Improve the customer experience by empowering first-line workers
By NACS Online // January 31, 2019
ALEXANDRIA, Va. – The rapid growth of digital retailing, which allows consumers to get most anything where and how they want it, presents both challenges and opportunities, according to a report in Forbes.
Despite the 1.1 billion SKUs available on the top online destinations, physical retail will, by 2020, still be 87.4% of the overall retail industry in the U.S. (online and physical)—but the in-store experience must transform.
The first-line workforce—sales associates and store managers—and digital tools hold the key to improving customer experience in a world where consumer expectations and demands keep rising.
First-line workers are brand ambassadors, often the first to engage customers and first to see products and services in action. Empowering them with technology can lead to higher-value transactions and increased brand loyalty. Tools that define the employee and the customer experience must evolve to be as responsive to the consumer as the online experience.
Inc.Digital and Forbes Insights’ recent research reveals that successful retail companies think about transformation differently from their less successful peers.
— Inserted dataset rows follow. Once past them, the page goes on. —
use engine::bpp::{self, BoxedPartition};
use engine::cftp::{CftpParams, SampleError};
use engine::grid::HeightGrid;

fn seeded(seed: i32) -> CftpParams {
    CftpParams { seed: Some(seed), ..CftpParams::default() }
}

/// Weakly decreasing along rows and columns, within `0..=ceiling`.
fn assert_plane_partition(h: &HeightGrid, ceiling: i32) {
    for r in 0..h.rows() {
        for c in 0..h.cols() {
            let v = h.get(r, c);
            assert!((0..=ceiling).contains(&v), "part {v} out of range at ({r},{c})");
            if c + 1 < h.cols() {
                assert!(v >= h.get(r, c + 1), "row increases at ({r},{c})");
            }
            if r + 1 < h.rows() {
                assert!(v >= h.get(r + 1, c), "column increases at ({r},{c})");
            }
        }
    }
}

#[test]
fn rejects_empty_boxes() {
    for (a, b, c) in [(0, 1, 1), (1, 0, 1), (1, 1, 0)] {
        assert!(matches!(
            BoxedPartition::new(a, b, c),
            Err(SampleError::InvalidDimensions(_))
        ));
    }
    assert!(BoxedPartition::new(1, 1, 1).is_ok());
}

#[test]
fn box_sample_is_a_plane_partition() {
    let sample = bpp::sample(4, 5, 9, &seeded(2024)).unwrap();
    assert_eq!((sample.heights.rows(), sample.heights.cols()), (4, 5));
    assert_plane_partition(&sample.heights, 9);
}

#[test]
fn wide_floors_relax_in_every_column() {
    // More columns than rows: coalescence requires the trailing columns to
    // be updated too, so this terminating at all exercises the full pass.
    let sample = bpp::sample(2, 5, 3, &seeded(7)).unwrap();
    assert_plane_partition(&sample.heights, 3);
}

#[test]
fn tall_floors_relax_in_every_row() {
    let sample = bpp::sample(5, 2, 3, &seeded(7)).unwrap();
    assert_plane_partition(&sample.heights, 3);
}

#[test]
fn samples_are_deterministic_per_seed() {
    let first = bpp::sample(3, 4, 5, &seeded(-12)).unwrap();
    let second = bpp::sample(3, 4, 5, &seeded(-12)).unwrap();
    assert_eq!(first.heights, second.heights);
    assert_eq!(first.stats.total_steps, second.stats.total_steps);
}

/// A 1 x 1 x 5 box is a lazy walk on {0..5}; its stationary distribution
/// is uniform, so per-value counts over 6000 seeds stay inside the
/// chi-square 99% band (df = 5, critical value 15.086).
#[test]
#[ignore]
fn single_cell_is_uniform_over_seeds() {
    let mut counts = [0u32; 6];
    for seed in 0..6000 {
        let sample = bpp::sample(1, 1, 5, &seeded(seed)).unwrap();
        counts[sample.heights.get(0, 0) as usize] += 1;
    }
    let expected = 1000.0f64;
    let chi2: f64 =
        counts.iter().map(|&n| (f64::from(n) - expected).powi(2) / expected).sum();
    assert!(chi2 < 15.086, "chi-square {chi2:.2} too large for counts {counts:?}");
}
These retailers account for 40% of the retail sector but are generating more than 60% of the economic benefits. What sets them apart is that they are 3.5 times more likely than their peers to invest in new skills and tools for first-line workers, enabling them to create superior customer interactions.
Consumer satisfaction with online experiences is generally much higher than consumer satisfaction in a physical retail store, which is something retail brands must address, and today’s consumers want all the power of a digital experience when shopping in-store. By providing first-line workers with technology empowerment, consumers will see them more as educated advisors than simply as sales assistants, which leads to better sales outcomes.
Customers are quick to reward first-line workers’ empowerment. Research shows that while only 23% of all retail corporations enable such empowerment, they garnered 35% of the ROI for digital transformation-driven benefits in terms of customer acquisition costs, retention costs and brand equity.